(Your assignment):
Return all the lines below in which the string "resolved" appears.

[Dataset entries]
//! CLI argument definitions and parsing.
//!
//! Responsibilities:
//! - Define the CLI structure using clap derive macros.
//!
//! Non-responsibilities:
//! - Does not execute commands (see `dispatch` module).

use clap::{Parser, Subcommand};
use std::path::PathBuf;

#[derive(Parser)]
#[command(name = "keyroute")]
#[command(about = "Inspect and exercise the keyroute command/gesture engine", long_about = None)]
#[command(version)]
#[command(
    after_help = "Examples:\n  keyroute commands --owner ApplicationCommands\n  keyroute convert 'Ctrl+Shift+F14'\n  keyroute convert EditingCommands.Delete\n  keyroute simulate scenario.json\n  keyroute interactive\n"
)]
pub struct Cli {
    /// Output format (table, json)
    #[arg(short, long, global = true, default_value = "table", env = "KEYROUTE_OUTPUT")]
    pub output: String,

    #[command(subcommand)]
    pub command: Commands,
}

#[derive(Subcommand)]
pub enum Commands {
    /// List the standard command library and its default gestures
    Commands {
        /// Only show commands of this owner (e.g. ApplicationCommands)
        #[arg(long)]
        owner: Option<String>,

        /// Only show commands that have at least one default gesture
        #[arg(long)]
        with_gestures: bool,
    },

    /// Convert a gesture or command token to its canonical form
    Convert {
        /// A gesture string ("Ctrl+Shift+X", "Alt+RightClick") or a
        /// command token ("Copy", "EditingCommands.Delete")
        input: String,
    },

    /// Replay a JSON scenario through the matcher and dispatcher and
    /// verify the recorded responses
    Simulate {
        /// Path to the scenario file
        script: PathBuf,

        /// Print each response as it is recorded
        #[arg(short, long)]
        verbose: bool,
    },

    /// Read keys from the terminal and print the command each one
    /// resolves to (Ctrl+Q exits)
    Interactive {
        /// Optional JSON file of binding overrides to apply first
        #[arg(long)]
        overrides: Option<PathBuf>,
    },
}
//! `keyroute simulate` — replay a scenario file and verify its responses.

use std::fs;
use std::path::Path;

use anyhow::{Context, Result};

use crate::scenario::{self, Scenario};

/// Returns whether the recorded responses matched the expectations.
pub fn run(script: &Path, verbose: bool) -> Result<bool> {
    let text = fs::read_to_string(script)
        .with_context(|| format!("reading scenario '{}'", script.display()))?;
    let parsed: Scenario = serde_json::from_str(&text)
        .with_context(|| format!("parsing scenario '{}'", script.display()))?;

    let report = scenario::run(&parsed, |input, resolved| {
        if verbose {
            match resolved {
                Some(result) => println!("  {} -> {}", input, result),
                None => println!("  {} -> <unbound>", input),
            }
        }
    })?;

    if report.matches() {
        println!(
            "ok: {} input(s), {} response(s)",
            parsed.inputs.len(),
            report.responses.len()
        );
        Ok(true)
    } else {
        eprintln!("response mismatch:\n{}", report.diff());
        Ok(false)
    }
}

(Expected answer):
    let report = scenario::run(&parsed, |input, resolved| {
            match resolved {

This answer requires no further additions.